FIG. 2 is a schematic diagram illustrating encryption of an original data stream in accordance with an illustrative embodiment;

FIG. 3 is a flow chart illustrating a method of data stream processing according to another exemplary embodiment;

fig. 4 is a flow chart illustrating a method of data stream processing according to another exemplary embodiment.

Detailed Description

In order to make the objects, technical solutions and advantages of the present invention more apparent, embodiments of the present invention will be described in detail with reference to the accompanying drawings.

Referring to fig. 1, a flowchart of a data stream processing method according to an embodiment of the present invention is shown.

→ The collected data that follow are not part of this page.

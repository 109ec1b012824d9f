//! Dependency graph between properties.
//!
//! `DependsOn("X")` on member `M` means "when X changes, M changes too":
//! an edge `X -> M`. `AlsoNotify("Y")` on `M` is the reverse: `M -> Y`.
//! Each property's notified set is the reflexive-transitive closure over
//! these edges, in first-visit depth-first order.

use indexmap::{IndexMap, IndexSet};
use petgraph::algo::tarjan_scc;
use petgraph::graph::{DiGraph, NodeIndex};
use rustc_hash::{FxHashMap, FxHashSet};
use smol_str::SmolStr;

use super::diagnostics::Diagnostic;
use super::naming::NamedMember;
use super::policy::Outcome;
use crate::base::Location;
use crate::model::{AnnotatedKind, TypeDescriptor, TypeId};

// ============================================================================
// GRAPH TYPES
// ============================================================================

/// Where a property named in the graph comes from.
#[derive(Clone, Debug, PartialEq, Eq)]
pub enum NodeOrigin {
    /// Emitted by the generator for this type.
    Generated,
    /// Declared in source on this type or an ancestor.
    Existing { declaring_type: TypeId, explicit: bool },
    /// Not declared anywhere visible. Notifications for it are still raised
    /// from the raise method.
    External,
}

impl NodeOrigin {
    pub fn is_generated(&self) -> bool {
        matches!(self, NodeOrigin::Generated)
    }
}

/// Which annotation produced an edge.
#[derive(Copy, Clone, Debug, PartialEq, Eq, Hash)]
pub enum EdgeKind {
    DependsOn,
    AlsoNotify,
}

/// "When `source` changes, also notify `target`."
#[derive(Clone, Debug, PartialEq, Eq)]
pub struct DependencyEdge {
    pub source: SmolStr,
    pub target: SmolStr,
    pub kind: EdgeKind,
    /// The annotation declaring the edge.
    pub annotation: Location,
}

/// The dependency graph of one type.
///
/// Cycles are reported per strongly connected component: cycles sharing a
/// property (`A <-> B` and `B <-> C`) form one component and get one
/// diagnostic. Every edge inside a component is left out of closures.
#[derive(Clone, Debug, Default)]
pub struct DependencyGraph {
    nodes: IndexMap<SmolStr, NodeOrigin>,
    /// Edges in declaration order, without duplicates or self-loops.
    edges: Vec<DependencyEdge>,
    /// Successors of each node, in canonical order.
    successors: FxHashMap<SmolStr, Vec<SmolStr>>,
    /// Edges inside a dependency cycle. Ignored by closures.
    cycle_edges: FxHashSet<(SmolStr, SmolStr)>,
}

impl DependencyGraph {
    /// Build the graph for `ty` from its named annotated members.
    ///
    /// `chain` is the type's ancestors, root first.
    pub fn build(
        ty: &TypeDescriptor,
        chain: &[&TypeDescriptor],
        members: &[NamedMember<'_>],
    ) -> (DependencyGraph, Vec<Diagnostic>) {
        let mut builder = Builder::new(ty, chain, members);
        builder.collect_edges();
        builder.finish()
    }

    pub fn origin(&self, name: &str) -> Option<&NodeOrigin> {
        self.nodes.get(name)
    }

    /// Nodes in the order they were first seen.
    pub fn nodes(&self) -> impl Iterator<Item = (&SmolStr, &NodeOrigin)> + '_ {
        self.nodes.iter()
    }

    pub fn edges(&self) -> &[DependencyEdge] {
        &self.edges
    }

    /// Successors of `name`, canonical order, cycle edges included.
    pub fn successors(&self, name: &str) -> &[SmolStr] {
        self.successors.get(name).map(Vec::as_slice).unwrap_or(&[])
    }

    pub fn is_cycle_edge(&self, source: &str, target: &str) -> bool {
        self.cycle_edges
            .contains(&(SmolStr::new(source), SmolStr::new(target)))
    }

    /// Reflexive-transitive notified set of `source`, first-visit order.
    pub fn closure(&self, source: &str) -> Vec<SmolStr> {
        let mut seen: IndexSet<SmolStr> = IndexSet::new();
        let mut stack = vec![SmolStr::new(source)];

        while let Some(node) = stack.pop() {
            if !seen.insert(node.clone()) {
                continue;
            }
            for next in self.successors(&node).iter().rev() {
                if !seen.contains(next) && !self.is_cycle_edge(&node, next) {
                    stack.push(next.clone());
                }
            }
        }

        seen.into_iter().collect()
    }
}

// ============================================================================
// BUILDER
// ============================================================================

struct Builder<'a, 'm> {
    ty: &'a TypeDescriptor,
    chain: &'a [&'a TypeDescriptor],
    members: &'a [NamedMember<'m>],
    /// Declaration index of the member standing for each property.
    member_index: FxHashMap<SmolStr, usize>,
    graph: DependencyGraph,
    seen_edges: FxHashSet<(SmolStr, SmolStr)>,
    diagnostics: Vec<Diagnostic>,
}

impl<'a, 'm> Builder<'a, 'm> {
    fn new(
        ty: &'a TypeDescriptor,
        chain: &'a [&'a TypeDescriptor],
        members: &'a [NamedMember<'m>],
    ) -> Self {
        let mut member_index = FxHashMap::default();
        for named in members {
            member_index.entry(named.property.clone()).or_insert(named.index);
        }
        Self {
            ty,
            chain,
            members,
            member_index,
            graph: DependencyGraph::default(),
            seen_edges: FxHashSet::default(),
            diagnostics: Vec::new(),
        }
    }

    fn collect_edges(&mut self) {
        for named in self.members {
            self.add_node(&named.property);
        }

        for named in self.members {
            let member = named.member;

            for annotation in &member.depends_on {
                let mut names = annotation.usable_names().peekable();
                if names.peek().is_some()
                    && member.kind == AnnotatedKind::Field
                    && !member.has_notify()
                {
                    self.diagnostics.push(
                        Outcome::DependsOnWithoutNotify {
                            annotation: annotation.location,
                        }
                        .diagnostic(),
                    );
                }
                for name in names {
                    self.add_edge(name, &named.property, EdgeKind::DependsOn, annotation.location);
                }
            }

            for annotation in &member.also_notify {
                for name in annotation.usable_names() {
                    self.add_edge(&named.property, name, EdgeKind::AlsoNotify, annotation.location);
                }
            }
        }
    }

    fn add_node(&mut self, name: &SmolStr) {
        if self.graph.nodes.contains_key(name) {
            return;
        }
        let origin = self.resolve_origin(name);
        tracing::trace!(%name, ?origin, "dependency node");
        self.graph.nodes.insert(name.clone(), origin);
    }

    fn resolve_origin(&self, name: &str) -> NodeOrigin {
        if let Some(named) = self.members.iter().find(|m| m.property == name) {
            if named.generated {
                return NodeOrigin::Generated;
            }
            if named.member.kind == AnnotatedKind::Property {
                return NodeOrigin::Existing {
                    declaring_type: self.ty.id.clone(),
                    explicit: named.member.explicit_interface.is_some(),
                };
            }
        }

        let declared = std::iter::once(self.ty).chain(self.chain.iter().rev().copied());
        for owner in declared {
            if let Some(property) = owner.declared_properties(name).first() {
                return NodeOrigin::Existing {
                    declaring_type: owner.id.clone(),
                    explicit: property.is_explicit(),
                };
            }
        }

        NodeOrigin::External
    }

    fn add_edge(
        &mut self,
        source: &SmolStr,
        target: &SmolStr,
        kind: EdgeKind,
        annotation: Location,
    ) {
        if source == target {
            self.diagnostics
                .push(Outcome::DependsOnSelf { annotation }.diagnostic());
            return;
        }
        if !self.seen_edges.insert((source.clone(), target.clone())) {
            return;
        }

        self.add_node(source);
        self.add_node(target);
        self.graph.edges.push(DependencyEdge {
            source: source.clone(),
            target: target.clone(),
            kind,
            annotation,
        });
    }

    fn finish(mut self) -> (DependencyGraph, Vec<Diagnostic>) {
        // Canonical successor order: by the target's member declaration,
        // then by name. Annotation order never shows in a closure.
        let mut successors: FxHashMap<SmolStr, Vec<SmolStr>> = FxHashMap::default();
        for edge in &self.graph.edges {
            successors
                .entry(edge.source.clone())
                .or_default()
                .push(edge.target.clone());
        }
        for targets in successors.values_mut() {
            targets.sort_by(|a, b| {
                let ia = self.member_index.get(a).copied().unwrap_or(usize::MAX);
                let ib = self.member_index.get(b).copied().unwrap_or(usize::MAX);
                ia.cmp(&ib).then_with(|| a.cmp(b))
            });
        }
        self.graph.successors = successors;

        self.detect_cycles();
        (self.graph, self.diagnostics)
    }

    /// Report each cycle once and exclude its edges from closures.
    fn detect_cycles(&mut self) {
        let mut graph: DiGraph<SmolStr, ()> = DiGraph::new();
        let mut index: FxHashMap<&SmolStr, NodeIndex> = FxHashMap::default();
        for name in self.graph.nodes.keys() {
            index.insert(name, graph.add_node(name.clone()));
        }
        for edge in &self.graph.edges {
            if let (Some(&from), Some(&to)) = (index.get(&edge.source), index.get(&edge.target)) {
                graph.add_edge(from, to, ());
            }
        }

        let mut cycle_edges = FxHashSet::default();
        for component in tarjan_scc(&graph) {
            if component.len() < 2 {
                continue;
            }
            let members: FxHashSet<&SmolStr> = component.iter().map(|&n| &graph[n]).collect();
            let inside: Vec<&DependencyEdge> = self
                .graph
                .edges
                .iter()
                .filter(|e| members.contains(&e.source) && members.contains(&e.target))
                .collect();

            if let Some(first) = inside.first() {
                tracing::debug!(size = component.len(), source = %first.source, "dependency cycle");
                self.diagnostics.push(
                    Outcome::DependencyCycle {
                        edge: first.annotation,
                    }
                    .diagnostic(),
                );
            }
            for edge in inside {
                cycle_edges.insert((edge.source.clone(), edge.target.clone()));
            }
        }
        self.graph.cycle_edges = cycle_edges;
    }
}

The data stream processing method is suitable for information interaction terminals. Alternatively, the terminal is an electronic device such as a cell phone, a tablet computer, an e-book reader, an MP3 player, an MP4 player, a desktop computer, and a portable computer. The terminal can encrypt and decrypt the data stream.

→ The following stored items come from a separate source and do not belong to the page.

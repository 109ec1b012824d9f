//! User hook methods: `OnAnyPropertyChanged` and the per-property
//! `On{Property}Changed` / `On{Property}Changing`.

use smol_str::SmolStr;

use super::diagnostics::Diagnostic;
use super::matcher::{MatchResult, Matcher, Shape};
use super::plan::{HookCall, RaiseMechanism};
use super::policy::Outcome;
use super::well_known::well_known;
use crate::base::Location;
use crate::model::{AnnotatedMember, ExistingMember, Family, TypeDescriptor};

/// The any-property hook as declared on a type, before the raise mechanism
/// is known.
#[derive(Clone, Debug, PartialEq, Eq)]
pub enum AnyHook {
    /// Not declared, or declared as an override (the base calls it).
    Absent,
    Found { shape: Shape, location: Location },
    BadSignature { location: Location },
}

impl AnyHook {
    /// Look up `OnAnyPropertyChanged` on `ty`.
    pub fn find(ty: &TypeDescriptor) -> AnyHook {
        let name = &well_known().on_any_property_changed;
        let candidates: Vec<&ExistingMember> = ty.declared_methods(name).collect();
        if candidates.is_empty() || candidates.iter().any(|m| m.modifiers.is_override) {
            return AnyHook::Absent;
        }

        let matcher = Matcher::new(Shape::ANY_PROPERTY_HOOK, Family::Changed, &ty.id);
        match matcher.find(candidates.iter().copied(), std::slice::from_ref(name)) {
            MatchResult::Unique(member, shape) => AnyHook::Found {
                shape,
                location: member.location,
            },
            MatchResult::NoneFound => AnyHook::Absent,
            MatchResult::AmbiguousBadSignature(members)
            | MatchResult::InaccessibleOnly(members) => AnyHook::BadSignature {
                location: members.first().map_or(ty.location, |m| m.location),
            },
        }
    }

    /// Whether a synthesized raise method should carry old and new values.
    pub fn wants_old_new(&self) -> bool {
        matches!(self, AnyHook::Found { shape, .. } if shape.has_old_and_new())
    }

    /// Decide whether the hook is called, given the changed family's
    /// mechanism.
    pub fn settle(&self, mechanism: &RaiseMechanism) -> (Option<HookCall>, Vec<Diagnostic>) {
        let (shape, location) = match *self {
            AnyHook::Absent => return (None, Vec::new()),
            AnyHook::BadSignature { location } => {
                return (None, vec![Outcome::AnyHookBadSignature { hook: location }.diagnostic()]);
            }
            AnyHook::Found { shape, location } => (shape, location),
        };

        let name = well_known().on_any_property_changed.clone();
        match mechanism {
            RaiseMechanism::NotRequested | RaiseMechanism::FoundButIncompatible(_) => {
                (None, Vec::new())
            }
            RaiseMechanism::FoundOnThisType(_)
            | RaiseMechanism::SuppressedByUser(_)
            | RaiseMechanism::FoundOnBaseRequiresOverride { degraded: true, .. } => {
                (None, vec![Outcome::AnyHookNotCalled { hook: location }.diagnostic()])
            }
            RaiseMechanism::NotFoundSynthesizeNew { method, .. } => {
                let call = HookCall {
                    name,
                    shape,
                    supply_old_new: method.shape.has_old_and_new(),
                };
                (Some(call), Vec::new())
            }
            RaiseMechanism::FoundOnBaseRequiresOverride { method, degraded: false } => {
                let base_has_values = method.shape.has_old_and_new();
                let call = HookCall {
                    name,
                    shape,
                    supply_old_new: base_has_values,
                };
                let diagnostics = if shape.has_old_and_new() && !base_has_values {
                    vec![Outcome::AnyHookMissingOldAndNew { hook: location }.diagnostic()]
                } else {
                    Vec::new()
                };
                (Some(call), diagnostics)
            }
        }
    }
}

/// Resolve the per-property hook of `family` for a generated property.
pub fn property_hook(
    ty: &TypeDescriptor,
    member: &AnnotatedMember,
    property: &str,
    family: Family,
) -> (Option<HookCall>, Option<Diagnostic>) {
    let name = member
        .hook_name(family)
        .cloned()
        .unwrap_or_else(|| SmolStr::from(format!("On{property}{}", family.hook_suffix())));

    let matcher = Matcher::new(Shape::PROPERTY_HOOK, family, &ty.id).with_value_type(&member.ty);
    match matcher.find(&ty.members, std::slice::from_ref(&name)) {
        MatchResult::Unique(_, shape) => {
            let call = HookCall {
                name,
                shape,
                supply_old_new: shape.has_old_and_new(),
            };
            (Some(call), None)
        }
        MatchResult::NoneFound => (None, None),
        MatchResult::AmbiguousBadSignature(members) | MatchResult::InaccessibleOnly(members) => {
            let hook = members.first().map_or(member.location, |m| m.location);
            tracing::debug!(%name, %family, "hook has unrecognised signature");
            (None, Some(Outcome::PropertyHookBadSignature { family, hook }.diagnostic()))
        }
    }
}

As shown in fig. 1, the data stream processing method may include the steps of:

in step 101, a first terminal obtains a basic secret element.

In step 102, the first terminal generates a dense element curve according to the basic dense element.

The original data stream consists of several groups of numbers.

The number of the encryption elements in the encryption element curve is equal to the number of the arrays in the original data stream.

The first encryption element in the encryption element curve is not a square number.

Optionally, each encryption element in the encryption element curve is not a square number.

In step 103, the first terminal sequentially encrypts the array in the original data stream by using the encryption elements in the encryption element curve to obtain an encrypted data stream.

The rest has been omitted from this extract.